Broché, sous couvertures d'attente. L'exemplaire semble avoir été massicoté.
Ex-dono sur le faux titre : "A Aristide Albert. Souvenir de son ami  Provansal Alfred".

Notes sur l'ouvrage

Recueil de différents travaux de Victor Monard (Oprierre 25 mars 1810 - Carpentras 16 novembre 1867) qui s'est lui-même qualifié de Trobadour des Alpes. Il contient quelques unes des premières pièces publiées en provançal haut-alpin.

L'ouvrage se compose de :

Faux titre et titre (pp. 1-3)

Avant-propos (p. 5).  « Dans ce moment, où tout le monde parle et s'occupe des Élections, j'ai cru qu'il ne serait pas mauvais de composer un Poème qui traitât de ces sortes de choses ».

Les élections du pays de Cocagne (pp. 7-51)
Ce poème en 10 chants décrit les luttes intestines au sein de la commune de Laragne (Hautes-Alpes). Voir une analyse du contenu et l'histoire du texte ci-dessous.

Conclusion (pp. 52), qui introduit le texte suivant, car « dans le pays de méchans que je viens de chanter, existe-t-il encore des ames vertueuses et exemptes des crimes reprochés à la pluralité ». Il finit :  « si je sais décrier le vice, je sais aussi rendre justice à la vertu ! »

L'innocence reconnue ou Histoire de la chaste Susanne, dédiée à Mlle Susanne Pièron de Cocagne. (pp. 53-57), poème sur une femme mariée de Laragne, accusée à tort d'adultère.

L'Orpierréïde ou Les Amours de Tytire et d'Adèle, suivis des aventures de plusieurs autres bergers, Poème érotique divisé en strophes de dix vers et en paragraphes variés, mais néanmoins continus. (pp. 59 – 129)
Comme le titre l'indique, il s'agit du récit des amours de deux bergers d'Orpierre. L'idylle est traité à la manière des poèmes bucoliques antiques et des contes de bergers et bergères du XVIIIe siècle. Ce long poème est l'occasion de nombreuses digressions, chacune ayant son propre titre. La composition du poème est la suivante :

- Avant-Propos (p. 59)
- Histoire de Tytire et d'Adèle, avec la description du pays où elle s'est passée (p. 63)
- Sur l'origine d'Orpierre (p. 71), traité à la manière d'une légende mythologique.
- Sur une preuve de foi (p. 85)
- Oraison funèbre (p. 89), du "bon prêtre Amyntas", "Depuis plus de cinquante ans, Dans Orpierre il était prêtre". Il s'agit probablement d'un personnage réel.
- Histoire de Tyrcis (p. 92)
- Le retour de Lindor (p. 99)
- Départ de Zémire (p. 105)
- Adieux de Zémire (p. 106)
- Retour de Glycère (p. 108)
- Retour d'Alexandre (p. 109)
- Le printemps ou Le retour de la Violette (p. 117)
- Fête à l'occasion de la tonte des troupeaux (p. 119), qui permet de revenir à l'histoire de Tytire et Adèle, après la longue digression de l'histoire du berger Tyrcis.
- Epitaphe de Victor Monard faite par lui-même (p. 129) :

Il est probable que, à l'identique du premier poème de l'ouvrage, les différentes histoires sont réelles et que les noms aux consonances antiques sont des clés pour des personnes réelles d'Orpierre.

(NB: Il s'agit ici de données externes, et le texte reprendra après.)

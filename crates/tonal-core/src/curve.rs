//! Parametric tone curve driven by a small set of fixed-x control points.

use std::fmt;

use crate::error::{CoreError, CoreResult};

/// Minimum number of control points a curve can be built with.
pub const MIN_POINTS: usize = 4;
/// Maximum number of control points a curve can be built with.
pub const MAX_POINTS: usize = 8;

type Listener = Box<dyn Fn()>;

/// A tone-reproduction curve for one color channel.
///
/// The curve is defined by `n` control points whose x positions are
/// fixed at construction (evenly spaced over `[0, 255]`, strictly
/// increasing) and whose y values the user edits. Evaluation is the
/// unique degree-(n-1) polynomial through all points in Lagrange form,
/// computed directly from the basis formula so a mutated y value is
/// reflected immediately without any cached coefficients.
///
/// The model owns its change notifications: every successful mutation
/// invokes each subscribed listener. When consumers react is up to
/// them (see [`crate::throttle::RecomputeGate`]).
pub struct CurveModel {
    xs: Vec<u8>,
    ys: Vec<u8>,
    listeners: Vec<Listener>,
}

impl CurveModel {
    /// Build an identity curve with `points` control points.
    pub fn new(points: usize) -> CoreResult<Self> {
        if !(MIN_POINTS..=MAX_POINTS).contains(&points) {
            return Err(CoreError::InvalidPointCount(points));
        }
        let xs: Vec<u8> = (0..points)
            .map(|i| (i as f64 * 255.0 / (points - 1) as f64).round() as u8)
            .collect();
        let ys = xs.clone();
        Ok(Self {
            xs,
            ys,
            listeners: Vec::new(),
        })
    }

    pub fn point_count(&self) -> usize {
        self.xs.len()
    }

    /// Fixed x position of control point `index`.
    pub fn x(&self, index: usize) -> CoreResult<u8> {
        self.check_index(index)?;
        Ok(self.xs[index])
    }

    /// Current y value of control point `index`.
    pub fn y(&self, index: usize) -> CoreResult<u8> {
        self.check_index(index)?;
        Ok(self.ys[index])
    }

    /// Iterate `(x, y)` pairs in index order.
    pub fn points(&self) -> impl Iterator<Item = (u8, u8)> + '_ {
        self.xs.iter().zip(self.ys.iter()).map(|(&x, &y)| (x, y))
    }

    /// Set the y value of control point `index`, clamped to `[0, 255]`.
    ///
    /// Edits that make the curve non-monotonic are accepted; the curve
    /// may overshoot between points and consumers quantize as needed.
    pub fn set_y(&mut self, index: usize, value: i32) -> CoreResult<()> {
        self.check_index(index)?;
        self.ys[index] = value.clamp(0, 255) as u8;
        self.notify();
        Ok(())
    }

    /// Restore the identity mapping: `y[i] = x[i]` for every point.
    pub fn reset_to_identity(&mut self) {
        self.ys.copy_from_slice(&self.xs);
        self.notify();
    }

    /// Register a listener invoked after every successful mutation.
    pub fn subscribe(&mut self, listener: impl Fn() + 'static) {
        self.listeners.push(Box::new(listener));
    }

    /// Evaluate the interpolated curve at `x`.
    ///
    /// `P(x) = sum_i y[i] * prod_{j != i} (x - x[j]) / (x[i] - x[j])`
    ///
    /// The same formula serves integer sample points and continuous
    /// inputs. The result is unclamped and may leave `[0, 255]` between
    /// control points; [`quantize`] turns it into a pixel-safe level.
    pub fn evaluate(&self, x: f64) -> f64 {
        let mut sum = 0.0;
        for i in 0..self.xs.len() {
            let xi = f64::from(self.xs[i]);
            let mut basis = 1.0;
            for j in 0..self.xs.len() {
                if j == i {
                    continue;
                }
                let xj = f64::from(self.xs[j]);
                basis *= (x - xj) / (xi - xj);
            }
            sum += f64::from(self.ys[i]) * basis;
        }
        sum
    }

    fn notify(&self) {
        for listener in &self.listeners {
            listener();
        }
    }

    fn check_index(&self, index: usize) -> CoreResult<()> {
        if index >= self.xs.len() {
            return Err(CoreError::IndexOutOfRange {
                index,
                count: self.xs.len(),
            });
        }
        Ok(())
    }
}

impl fmt::Debug for CurveModel {
    fn fmt(&self, f: &mut fmt::Formatter<'_>) -> fmt::Result {
        f.debug_struct("CurveModel")
            .field("xs", &self.xs)
            .field("ys", &self.ys)
            .field("listeners", &self.listeners.len())
            .finish()
    }
}

/// Round-then-clamp a raw curve sample to a pixel-safe level.
pub fn quantize(value: f64) -> u8 {
    value.round().clamp(0.0, 255.0) as u8
}
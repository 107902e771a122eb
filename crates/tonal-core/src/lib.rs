//! Core engine for the tonal curve editor: parametric per-channel tone
//! curves, lookup-table pixel remapping, and the interactive editor's
//! coordinate mapping and drag handling. No GUI dependencies.

pub mod curve;
pub mod editor;
pub mod error;
pub mod filter;
pub mod lut;
pub mod pixel_buf;
pub mod throttle;

pub use curve::{CurveModel, quantize};
pub use editor::{CurveEditor, DragState, EditorFrame};
pub use error::{CoreError, CoreResult};
pub use lut::Lut;
pub use pixel_buf::PixelBuffer;
pub use throttle::RecomputeGate;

Conclusion (pp. 130-131). V. Monard attaque le maire actuel d'Orpierre, qu'il qualifie de "Vampire de ma patrie". Le récit précédent se passait sous le "patronage de l'ex-maire".

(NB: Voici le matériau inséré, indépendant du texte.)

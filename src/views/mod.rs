use iced::Color;

pub mod workspace;

pub const CANVAS_BG: Color = Color::from_rgb(0.08, 0.08, 0.08);
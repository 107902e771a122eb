//! 256-entry lookup tables derived from a curve snapshot.

use std::fmt;

use crate::curve::{CurveModel, quantize};
use crate::error::{CoreError, CoreResult};

/// Number of entries in a channel lookup table, one per 8-bit level.
pub const LUT_SIZE: usize = 256;

/// Precomputed map from input level to output level for one channel.
///
/// Derived data: always rebuilt wholesale from a [`CurveModel`]
/// snapshot, never mutated in place.
#[derive(Clone, Copy, PartialEq, Eq)]
pub struct Lut([u8; LUT_SIZE]);

impl Lut {
    /// The pass-through table: `lut[v] == v`.
    pub fn identity() -> Self {
        let mut table = [0u8; LUT_SIZE];
        for (v, entry) in table.iter_mut().enumerate() {
            *entry = v as u8;
        }
        Self(table)
    }

    /// Sample `model` at every integer level, rounded and clamped.
    ///
    /// Costs O(256 * n) curve evaluations, cheap enough to rebuild all
    /// three channels on every recompute tick.
    pub fn from_curve(model: &CurveModel) -> Self {
        let mut table = [0u8; LUT_SIZE];
        for (v, entry) in table.iter_mut().enumerate() {
            *entry = quantize(model.evaluate(v as f64));
        }
        Self(table)
    }

    /// Output level for input `level`.
    #[inline]
    pub fn map(&self, level: u8) -> u8 {
        self.0[level as usize]
    }

    pub fn as_slice(&self) -> &[u8] {
        &self.0
    }
}

impl TryFrom<&[u8]> for Lut {
    type Error = CoreError;

    fn try_from(values: &[u8]) -> CoreResult<Self> {
        let table: [u8; LUT_SIZE] = values
            .try_into()
            .map_err(|_| CoreError::InvalidLutSize(values.len()))?;
        Ok(Self(table))
    }
}

impl fmt::Debug for Lut {
    fn fmt(&self, f: &mut fmt::Formatter<'_>) -> fmt::Result {
        write!(f, "Lut([{}, ..., {}])", self.0[0], self.0[LUT_SIZE - 1])
    }
}

#[cfg(test)]
mod tests {
    use super::*;

    #[test]
    fn identity_maps_every_level_to_itself() {
        let lut = Lut::identity();
        assert_eq!(lut.as_slice().len(), LUT_SIZE);
        for v in 0..=255u8 {
            assert_eq!(lut.map(v), v);
        }
    }

    #[test]
    fn identity_curve_builds_identity_table() {
        let model = CurveModel::new(6).unwrap();
        let lut = Lut::from_curve(&model);
        assert_eq!(lut, Lut::identity());
    }

    #[test]
    fn edited_curve_lands_in_table() {
        let mut model = CurveModel::new(4).unwrap();
        model.set_y(1, 200).unwrap();
        let lut = Lut::from_curve(&model);
        assert_eq!(lut.map(85), 200);
        assert_eq!(lut.map(0), 0);
        assert_eq!(lut.map(255), 255);
    }

    #[test]
    fn overshooting_curve_stays_in_range() {
        // A zigzag drives the interpolant far outside [0, 255] between
        // points; the table entries are quantized samples, so every one
        // of them must match round-then-clamp of the raw evaluation.
        let mut model = CurveModel::new(8).unwrap();
        for i in 0..8 {
            model.set_y(i, if i % 2 == 0 { 0 } else { 255 }).unwrap();
        }
        let lut = Lut::from_curve(&model);
        for v in 0..=255u16 {
            assert_eq!(lut.map(v as u8), quantize(model.evaluate(f64::from(v))));
        }
    }

    #[test]
    fn flat_curves() {
        let mut model = CurveModel::new(4).unwrap();
        for i in 0..4 {
            model.set_y(i, 0).unwrap();
        }
        let lut = Lut::from_curve(&model);
        assert!(lut.as_slice().iter().all(|&v| v == 0));

        for i in 0..4 {
            model.set_y(i, 255).unwrap();
        }
        let lut = Lut::from_curve(&model);
        assert!(lut.as_slice().iter().all(|&v| v == 255));
    }

    #[test]
    fn try_from_checks_length() {
        let short = vec![0u8; 255];
        assert_eq!(
            Lut::try_from(short.as_slice()).unwrap_err(),
            CoreError::InvalidLutSize(255)
        );

        let long = vec![0u8; 257];
        assert!(Lut::try_from(long.as_slice()).is_err());

        let exact: Vec<u8> = (0u8..=255).collect();
        let lut = Lut::try_from(exact.as_slice()).unwrap();
        assert_eq!(lut, Lut::identity());
    }
}
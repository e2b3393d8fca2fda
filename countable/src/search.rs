//! Subsequence search.
//!
//! [`Matcher`] anchors on the first element of the needle, finds candidate
//! starts by a plain forward scan and then confirms the rest of the needle
//! one element at a time. After a partial match it skips ahead as far as
//! is safe: a new occurrence can only start where the first element of the
//! needle repeats, so the distance to that repeat bounds the skip.
//!
//! There is no precomputed failure table, so the worst case is
//! `O(haystack * needle)`; the inputs this is used on are small.

/// Finds occurrences of a needle in a haystack.
///
/// An empty needle occurs nowhere.
#[derive(Debug, Clone, Copy)]
pub struct Matcher<'n, E> {
    needle: &'n [E],
    // how far a partial match may advance the candidate start
    skip: usize,
}

impl<'n, E: PartialEq> Matcher<'n, E> {
    pub fn new(needle: &'n [E]) -> Self {
        let skip = match needle.split_first() {
            Some((first, rest)) => rest
                .iter()
                .position(|element| element == first)
                .map_or(needle.len(), |position| position + 1),
            None => 1,
        };
        Matcher { needle, skip }
    }

    pub fn needle(&self) -> &'n [E] {
        self.needle
    }

    /// The start of the first occurrence at or after `start`.
    pub fn find_from(&self, haystack: &[E], start: usize) -> Option<usize> {
        let (first, rest) = self.needle.split_first()?;
        let width = self.needle.len();
        let last_start = haystack.len().checked_sub(width)?;
        let mut candidate = start;
        while candidate <= last_start {
            candidate += haystack[candidate..=last_start]
                .iter()
                .position(|element| element == first)?;
            let matched = 1 + haystack[candidate + 1..candidate + width]
                .iter()
                .zip(rest)
                .take_while(|(element, expected)| element == expected)
                .count();
            if matched == width {
                return Some(candidate);
            }
            candidate += matched.min(self.skip);
        }
        None
    }

    /// The starts of all non-overlapping occurrences, left to right.
    pub fn find_all(&self, haystack: &[E]) -> Vec<usize> {
        let mut found = Vec::new();
        let mut start = 0;
        while let Some(offset) = self.find_from(haystack, start) {
            found.push(offset);
            start = offset + self.needle.len();
        }
        found
    }

    pub fn find_first(&self, haystack: &[E]) -> Option<usize> {
        self.find_from(haystack, 0)
    }

    /// The start of the rightmost occurrence, which may overlap earlier
    /// ones.
    pub fn find_last(&self, haystack: &[E]) -> Option<usize> {
        if self.needle.is_empty() {
            return None;
        }
        let last_start = haystack.len().checked_sub(self.needle.len())?;
        (0..=last_start)
            .rev()
            .find(|&start| haystack[start..start + self.needle.len()] == *self.needle)
    }

    pub fn contains(&self, haystack: &[E]) -> bool {
        self.find_first(haystack).is_some()
    }
}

Petit essai sur les fables (pp. 133-151)
Dix fables aux sujets variés. Seules deux d'entre elles semblent concernées l'histoire locale :

- La cigale et les abeilles (p. 133)
- Parodie du corbeau et du renard (p. 135)
- Le papillon et la fourmi (p. 136)
- La mouche et l'araignée (p. 137)
- Le moineau prêcheur (p. 138)
- L'enfant et la limace (p. 140)
- Le bouc député (p. 141), probable allusion à un fait arrivé dan le pays.
- La meunière ou Avis à M. C*** D***. (p. 144).  Dans son premier poème, il épargne cette femme de Laragne "par rapport à la position malheureuse où elle se trouvait" (p. 21). Il la met en garde contre les entreprises des hommes qui "vous tournent par le derrière, Après vous avoir fait leur affaire". Il lui conte l'histoire d'une meunière qui se fit faire un enfant que le père ne voulut pas reconnaître.
- Le dervis et le pou (p. 146)
- Le chemin de fer (p. 147), où l'auteur s'oppose à l'arrivée du chemin de fer (en 1846 !).

Ode sur la fontaine de Vaucluse (p. 157-164).Ode en 29 strophes.

Pièces en vers patois (p. 165-171)
Ensemble de 3 textes en patois :

Parabole du Samaritain. Traduite en vers et en patois du Serrois , en faveur de M. Moquin-Tandon, professeur à la Faculté des sciences de Toulouse, et auteur d'un ouvrage sur les Dialectes de la langue Romane. (p. 165-167). Alfred Moquin-Tandon (Montpellier 1804-Paris 1863) est un botaniste, médecin et écrivain français. Il est élu mainteneur de l'Académie des Jeux floraux en 1844. Il fait paraître à Toulouse en 1836 une supercherie littéraire : Carya magalonensis, la publication d'un prétndu manuscrit du commencement du XIVe siècle, en langue romane. L’illusion fut si complète que des spécialistes de la langue romane s’y trompèrent.
- Epitre , adressée à un antiquaire d'Avignon, en réponse à la lettre qu'il daigna écrire à Monard ; de la part de son ami Moquin-Tandon ; et dans laquelle il demandait aussi des poésies patoises, pour le distraire du mal que lui fesait (sic) souffrir la Goutte. (pp. 168-169).
- Lou patroun. Chansoun patoisa, su l'air d'oou cabanou (p. 169-171).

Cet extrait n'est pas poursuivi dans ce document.